What follows is a set of records; repeat all of them exactly.

··· RECORDS FOR PROCESSING

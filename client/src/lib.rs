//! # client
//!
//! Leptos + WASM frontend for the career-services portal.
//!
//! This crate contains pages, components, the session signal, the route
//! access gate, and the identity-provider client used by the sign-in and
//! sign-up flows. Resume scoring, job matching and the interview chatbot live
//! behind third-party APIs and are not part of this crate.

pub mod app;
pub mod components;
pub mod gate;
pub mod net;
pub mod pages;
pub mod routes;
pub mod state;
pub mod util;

······

=== EXPECTED ANSWER ===
filename client/src/lib.rs
//! # client
//!
//! Leptos + WASM frontend for the career-services portal.
//!
//! This crate contains pages, components, the session signal, the route
//! access gate, and the identity-provider client used by the sign-in and
//! sign-up flows. Resume scoring, job matching and the interview chatbot live
//! behind third-party APIs and are not part of this crate.

pub mod app;
pub mod components;
pub mod gate;
pub mod net;
pub mod pages;
pub mod routes;
pub mod state;
pub mod util;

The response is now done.